The load process is a complete refresh of data. All new vocabulary entieties will be added. All vocabulary entities that do not exist in the latest files set will be marked as deprecated.


1.1 Scripts Transfer

All scripts and files listed at the bottom of this page should be transferred to specially created directory (eg /data/CPT).


 Script Name Description
04_create_schema.sql Create prestage-stage schema with tables and indexes
04_transform_row_maps.sql Convert and store in stage table SOURCE_TO_CONCEPT_MAP_STAGE
04_load_relations.sql  Load only new relationships into relationship table, add invalid code information.
04_load_concepts.sql
 Load only new concepts into concept table, add invalid code information
04_load_maps.sql Load only new maps into SOURCE_TO_CONCEPT_MAP table, add invalid code information
04_transform_row_concepts.sql   
 Convert and store in stage table concept_stage
04_transform_row_relations.sql 
 Convert and store in stage table concept_relationship_stage


1.2 Download data from source

 

            1.2.1 Download data from UMLS source

                    The most current international release is located at the following URL: http://www.nlm.nih.gov/research/umls/licensedcontent/umlsknowledgesources.html

                    Note: Make sure you perform updates in chronological order. So, if you want to process a January and April release, execute the below steps for January, and after successful completion, for April.
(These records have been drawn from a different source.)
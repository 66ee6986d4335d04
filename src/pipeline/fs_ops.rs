//! Filesystem steps: mkdir, move, result write and tracking-directory removal.
//!
//! Every step is safe to repeat. A run that dies halfway leaves the tree in a
//! state the next run can pick up from.

use crate::error::ItemError;
use std::io;
use std::path::{Path, PathBuf};
use tracing::debug;

/// Create `dir` and any missing parents. Succeeds if it already exists.
pub async fn ensure_dir(dir: &Path) -> Result<(), ItemError> {
    tokio::fs::create_dir_all(dir)
        .await
        .map_err(|e| ItemError::fs("create directory", dir, e))
}

/// Move `from` to `to`, replacing any file already at `to`.
///
/// Falls back to copy + delete when the two paths are on different
/// filesystems.
pub async fn move_file(from: &Path, to: &Path) -> Result<(), ItemError> {
    match tokio::fs::rename(from, to).await {
        Ok(()) => Ok(()),
        Err(e) if e.kind() == io::ErrorKind::CrossesDevices => {
            debug!(
                "{} and {} are on different devices, copying",
                from.display(),
                to.display()
            );
            tokio::fs::copy(from, to)
                .await
                .map_err(|e| ItemError::fs("copy", from, e))?;
            tokio::fs::remove_file(from)
                .await
                .map_err(|e| ItemError::fs("remove", from, e))
        }
        Err(e) => Err(ItemError::fs("move", from, e)),
    }
}

/// Write `value` to `path` as 2-space indented JSON plus a trailing newline.
///
/// Creates the parent directory if needed. Uses atomic write (temp file +
/// rename) so a crash never leaves a truncated result behind.
pub async fn write_json(path: &Path, value: &serde_json::Value) -> Result<(), ItemError> {
    let mut body = serde_json::to_string_pretty(value).map_err(|e| ItemError::Filesystem {
        op: "serialise".into(),
        path: path.to_path_buf(),
        detail: e.to_string(),
    })?;
    body.push('\n');

    if let Some(parent) = path.parent() {
        ensure_dir(parent).await?;
    }

    let tmp_path = tmp_path_for(path);
    tokio::fs::write(&tmp_path, body)
        .await
        .map_err(|e| ItemError::fs("write", &tmp_path, e))?;

    if let Err(e) = tokio::fs::rename(&tmp_path, path).await {
        let _ = tokio::fs::remove_file(&tmp_path).await;
        return Err(ItemError::fs("write", path, e));
    }
    Ok(())
}

/// Remove a tracking directory and anything that ended up inside it.
/// Succeeds if it is already gone.
pub async fn remove_tracking_dir(dir: &Path) -> Result<(), ItemError> {
    match tokio::fs::remove_dir_all(dir).await {
        Ok(()) => Ok(()),
        Err(e) if e.kind() == io::ErrorKind::NotFound => Ok(()),
        Err(e) => Err(ItemError::fs("remove directory", dir, e)),
    }
}

/// Whether a job id from the API can be used as a single directory name.
pub fn is_safe_job_id(uuid: &str) -> bool {
    !uuid.is_empty()
        && uuid != "."
        && uuid != ".."
        && !uuid.contains(['/', '\\', '\0'])
}

/// File name for a collected result: `<filename>.json`.
///
/// Only the last path component of the reported filename is used. Falls back
/// to the job id when nothing usable remains.
pub fn result_file_name(reported: &str, uuid: &str) -> String {
    let base = reported.rsplit(['/', '\\']).next().unwrap_or_default();
    let stem = if base.is_empty() || base == "." || base == ".." {
        uuid
    } else {
        base
    };
    format!("{stem}.json")
}

fn tmp_path_for(path: &Path) -> PathBuf {
    let mut name = path.file_name().unwrap_or_default().to_os_string();
    name.push(".tmp");
    path.with_file_name(name)
}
                    Download the latest release file   (e.g. ) 

 
2012AA UMLS Files
May 7 2012 11:00:00 ET
2012AA.CHK
2012AA.MD5
2012AA-1-meta.nlm
2012AA-2-meta.nlm
2012AA-otherks.nlm
mmsys.zip
Copyright_Notice.txt
README.txt

                     Transfer downloaded zip file to /data/CPT directory.

                     Latest production zip file is ~4GB in size

  • Download and extract all UMLS data and zip files to the same directory.
  • Read the README file before downloading, which includes information on installing the UMLS Knowledge Sources and highlights changes for this release.
  • Additional documentation is available at http://www.nlm.nih.gov/research/umls.
  • At 1M bits/second, it will take approximately 4 hours to download the complete UMLS release. Downloading is advised only if you have a very fast Internet connection.


  • 1.3 Build Database Schema

    All tables will be located in the schema CPT_<DateOfSourceFile> as following: CPT_20120131
    The following steps will create a schema and will grant to a schema owner appropriate permissions. 


    In addition to the schema, it will create tables to load raw data: MRCONSO  as well as staging tables: CONCEPT_STAGE, CONCEPT_ANCESTOR_STAGE, 

    CONCEPT_RELATIONSHIP_STAGE,

    SOURCE_TO_CONCEPT_MAP_STAGE

    $ sqlplus System/<SystemPass>@DEV_VOCAB @01_create_schema.sql <CPT_Schema> <Pass_CPT_Schema>

    Format of CPT_Schema should be CPT_YYYYMMDD (e.g. CPT_20120131)


    1.4 Raw data load into Oracle tables


            1.4.1    Load UMLS raw data into Oracle.  

    INSTALLING FROM DVD OR HARD DISK
    - For best results the DVD drive should be 6X or higher.
    - Insert DVD and start MetamorphoSys:
      - Windows: The DVD should autorun. If not, or if installing from hard disk, go to the DVD root directory and click on "run.bat."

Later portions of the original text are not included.